All entries below must be given again exactly as they stand.

◆ ◆ ◆

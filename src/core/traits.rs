//! Core traits for inducing point selection

use crate::core::Point;

/// Dataset abstraction over heterogeneous input representations
///
/// Both the ordered-sequence and matrix adapters normalize to the same
/// `Point` values, so every selector sees one internal representation.
pub trait Dataset: Send + Sync {
    /// Number of observations in the dataset
    fn len(&self) -> usize;

    /// Number of coordinates per observation (dimensionality)
    fn dim(&self) -> usize;

    /// Get a single observation by index
    ///
    /// # Panics
    /// Panics if index >= len()
    fn point(&self, i: usize) -> Point;

    /// Check if the dataset is empty
    fn is_empty(&self) -> bool {
        self.len() == 0
    }

    /// Materialize all observations in order
    fn to_points(&self) -> Vec<Point> {
        (0..self.len()).map(|i| self.point(i)).collect()
    }
}

impl Dataset for [Point] {
    fn len(&self) -> usize {
        <[Point]>::len(self)
    }

    fn dim(&self) -> usize {
        self.first().map_or(0, Point::dim)
    }

    fn point(&self, i: usize) -> Point {
        self[i].clone()
    }
}

impl Dataset for Vec<Point> {
    fn len(&self) -> usize {
        <[Point]>::len(self)
    }

    fn dim(&self) -> usize {
        self.first().map_or(0, Point::dim)
    }

    fn point(&self, i: usize) -> Point {
        self[i].clone()
    }
}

◆ ◆ ◆

RESPONSE TO THE EXERCISE
filename src/core/traits.rs
//! Core traits for inducing point selection

use crate::core::Point;

/// Dataset abstraction over heterogeneous input representations
///
/// Both the ordered-sequence and matrix adapters normalize to the same
/// `Point` values, so every selector sees one internal representation.
pub trait Dataset: Send + Sync {
    /// Number of observations in the dataset
    fn len(&self) -> usize;

    /// Number of coordinates per observation (dimensionality)
    fn dim(&self) -> usize;

    /// Get a single observation by index
    ///
    /// # Panics
    /// Panics if index >= len()
    fn point(&self, i: usize) -> Point;

    /// Check if the dataset is empty
    fn is_empty(&self) -> bool {
        self.len() == 0
    }

    /// Materialize all observations in order
    fn to_points(&self) -> Vec<Point> {
        (0..self.len()).map(|i| self.point(i)).collect()
    }
}

impl Dataset for [Point] {
    fn len(&self) -> usize {
        <[Point]>::len(self)
    }

    fn dim(&self) -> usize {
        self.first().map_or(0, Point::dim)
    }

    fn point(&self, i: usize) -> Point {
        self[i].clone()
    }
}

impl Dataset for Vec<Point> {
    fn len(&self) -> usize {
        <[Point]>::len(self)
    }

    fn dim(&self) -> usize {
        self.first().map_or(0, Point::dim)
    }

    fn point(&self, i: usize) -> Point {
        self[i].clone()
    }
}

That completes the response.